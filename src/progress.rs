//! Progress callbacks for generation runs.
//!
//! The library never prints. Callers that want a progress bar, a log line or
//! a web-socket event implement [`GenerationProgressCallback`] and attach it
//! to [`crate::config::GenerationConfig`].
//!
//! # Example
//!
//! ```rust
//! use flashdeck::{GenerationConfig, GenerationProgressCallback};
//! use std::sync::{Arc, atomic::{AtomicUsize, Ordering}};
//!
//! struct CardCounter {
//!     cards: Arc<AtomicUsize>,
//! }
//!
//! impl GenerationProgressCallback for CardCounter {
//!     fn on_unit_complete(&self, _unit: &str, card_count: usize, _partial: bool) {
//!         self.cards.fetch_add(card_count, Ordering::SeqCst);
//!     }
//! }
//!
//! let counter = Arc::new(CardCounter { cards: Arc::new(AtomicUsize::new(0)) });
//! let config = GenerationConfig::builder()
//!     .progress_callback(counter as Arc<dyn GenerationProgressCallback>)
//!     .build()
//!     .unwrap();
//! ```

use std::sync::Arc;

/// Called by the generation pipeline as units move through it.
///
/// With `concurrency > 1` the per-unit methods may be called concurrently;
/// guard shared state accordingly. All methods default to no-ops.
pub trait GenerationProgressCallback: Send + Sync {
    /// Called once before a batch starts.
    fn on_batch_start(&self, total_units: usize) {
        let _ = total_units;
    }

    /// Called just before the provider request for a unit.
    ///
    /// `prompt_tokens` is the estimated size of the compiled prompt.
    fn on_unit_start(&self, unit: &str, target_cards: usize, prompt_tokens: usize) {
        let _ = (unit, target_cards, prompt_tokens);
    }

    /// Called for every streamed chunk.
    ///
    /// `card_lines` is the running count of completed card rows.
    fn on_chunk(&self, unit: &str, chunk: &str, card_lines: usize) {
        let _ = (unit, chunk, card_lines);
    }

    /// Called when a unit's deck has been written.
    ///
    /// `partial` is true when the generation was interrupted.
    fn on_unit_complete(&self, unit: &str, card_count: usize, partial: bool) {
        let _ = (unit, card_count, partial);
    }

    /// Called when a unit fails.
    fn on_unit_error(&self, unit: &str, error: &str) {
        let _ = (unit, error);
    }

    /// Called once after every unit was attempted.
    fn on_batch_complete(&self, total_units: usize, success_count: usize) {
        let _ = (total_units, success_count);
    }
}

/// A no-op implementation, used when no callback is configured.
pub struct NoopProgressCallback;

impl GenerationProgressCallback for NoopProgressCallback {}

/// Type stored in [`crate::config::GenerationConfig`].
pub type ProgressCallback = Arc<dyn GenerationProgressCallback>;

#[cfg(test)]
mod tests {
    use super::*;
    use std::sync::atomic::{AtomicUsize, Ordering};

    #[derive(Default)]
    struct Tracker {
        chunks: AtomicUsize,
        completes: AtomicUsize,
        errors: AtomicUsize,
        last_card_lines: AtomicUsize,
    }

    impl GenerationProgressCallback for Tracker {
        fn on_chunk(&self, _unit: &str, _chunk: &str, card_lines: usize) {
            self.chunks.fetch_add(1, Ordering::SeqCst);
            self.last_card_lines.store(card_lines, Ordering::SeqCst);
        }

        fn on_unit_complete(&self, _unit: &str, _card_count: usize, _partial: bool) {
            self.completes.fetch_add(1, Ordering::SeqCst);
        }

        fn on_unit_error(&self, _unit: &str, _error: &str) {
            self.errors.fetch_add(1, Ordering::SeqCst);
        }
    }

    #[test]
    fn noop_callback_does_not_panic() {
        let cb = NoopProgressCallback;
        cb.on_batch_start(2);
        cb.on_unit_start("unit_1", 60, 4000);
        cb.on_chunk("unit_1", "a\tb\tc\n", 1);
        cb.on_unit_complete("unit_1", 60, false);
        cb.on_unit_error("unit_2", "provider down");
        cb.on_batch_complete(2, 1);
    }

    #[test]
    fn tracker_receives_events_through_arc_dyn() {
        let tracker = Arc::new(Tracker::default());
        let cb: ProgressCallback = tracker.clone();

        cb.on_chunk("u", "x", 1);
        cb.on_chunk("u", "y", 2);
        cb.on_unit_complete("u", 2, true);
        cb.on_unit_error("v", "boom");

        assert_eq!(tracker.chunks.load(Ordering::SeqCst), 2);
        assert_eq!(tracker.last_card_lines.load(Ordering::SeqCst), 2);
        assert_eq!(tracker.completes.load(Ordering::SeqCst), 1);
        assert_eq!(tracker.errors.load(Ordering::SeqCst), 1);
    }
}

--------------------------------

**WHAT TO DO**:
Taking the entries above, print exactly the lines starting at the line with "let _ = (total_units, success_count);" and ending at the line with "Type stored in", both included.

**OUTPUT FOR THIS TASK**:
        let _ = (total_units, success_count);
    }
}

/// A no-op implementation, used when no callback is configured.
pub struct NoopProgressCallback;

impl GenerationProgressCallback for NoopProgressCallback {}

/// Type stored in [`crate::config::GenerationConfig`].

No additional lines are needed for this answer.